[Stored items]
################

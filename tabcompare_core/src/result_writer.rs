use crate::result::{ComparisonResult, TIMESTAMP_FORMAT};
use std::fs::{self, File};
use std::io::{self, Write};
use std::path::Path;
use tabcompare_common::{ResultType, TabCompareError};
use tracing::{debug, info};
use zip::write::FileOptions;
use zip::{CompressionMethod, ZipArchive, ZipWriter};

pub const SUMMARY_FILE: &str = "summary.txt";

/// Packs a finished [`ComparisonResult`] into a single archive: `summary.txt`,
/// one CSV per non-empty category and `errors.txt` if any field failed
#[derive(Debug, Clone, Copy, Default)]
pub struct ComparisonResultWriter;

impl ComparisonResultWriter {
    pub fn new() -> Self {
        Self
    }

    pub fn write(&self, result: &ComparisonResult, destination: &Path) -> Result<(), TabCompareError> {
        if let Some(parent) = destination.parent().filter(|p| !p.as_os_str().is_empty()) {
            fs::create_dir_all(parent)?;
        }

        let mut summary = tempfile::Builder::new()
            .prefix("summary_")
            .suffix(".txt")
            .tempfile()?;
        summary.write_all(summary_text(result).as_bytes())?;
        summary.flush()?;

        let options = FileOptions::default().compression_method(CompressionMethod::Deflated);
        let mut zip = ZipWriter::new(File::create(destination)?);

        zip.start_file(SUMMARY_FILE, options)?;
        io::copy(&mut File::open(summary.path())?, &mut zip)?;

        for result_type in ResultType::ALL {
            if let Some(details) = result.details_path(result_type) {
                debug!("Adding {} to {}", details.display(), destination.display());
                let mut archive = ZipArchive::new(File::open(details)?)?;
                let mut entry = archive.by_index(0)?;
                zip.start_file(format!("{}.csv", result_type.file_stem()), options)?;
                io::copy(&mut entry, &mut zip)?;
            }
        }

        if let Some(errors) = result.errors_path() {
            zip.start_file(crate::tool::ERRORS_FILE, options)?;
            io::copy(&mut File::open(errors)?, &mut zip)?;
        }

        zip.finish()?;
        info!("Comparison report written to {}", destination.display());
        Ok(())
    }
}

/// Human readable summary stored as `summary.txt`
pub fn summary_text(result: &ComparisonResult) -> String {
    let mut lines = Vec::new();
    if let Some(started) = result.started() {
        lines.push(format!("Comparison started: {}", started.format(TIMESTAMP_FORMAT)));
    }
    if let Some(finished) = result.finished() {
        lines.push(format!("Comparison finished: {}", finished.format(TIMESTAMP_FORMAT)));
    }
    if let Some(description) = result.description() {
        if !lines.is_empty() {
            lines.push(String::new());
        }
        lines.push(description.to_string());
    }
    if !lines.is_empty() {
        lines.push(String::new());
    }

    lines.push(format!("Rows compared: {}", result.total()));
    lines.push(format!("Passed: {}", result.passed()));
    lines.push(format!("Failed: {}", result.failed()));
    lines.push(format!("Not found in actual data: {}", result.not_found()));
    lines.push(format!("Extra in actual data: {}", result.extra()));

    let mut text = lines.join("\n");
    text.push('\n');
    text
}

################

• [Your assignment]
With no other words, state how many lines above hold the word "Some".

• [Response area]
6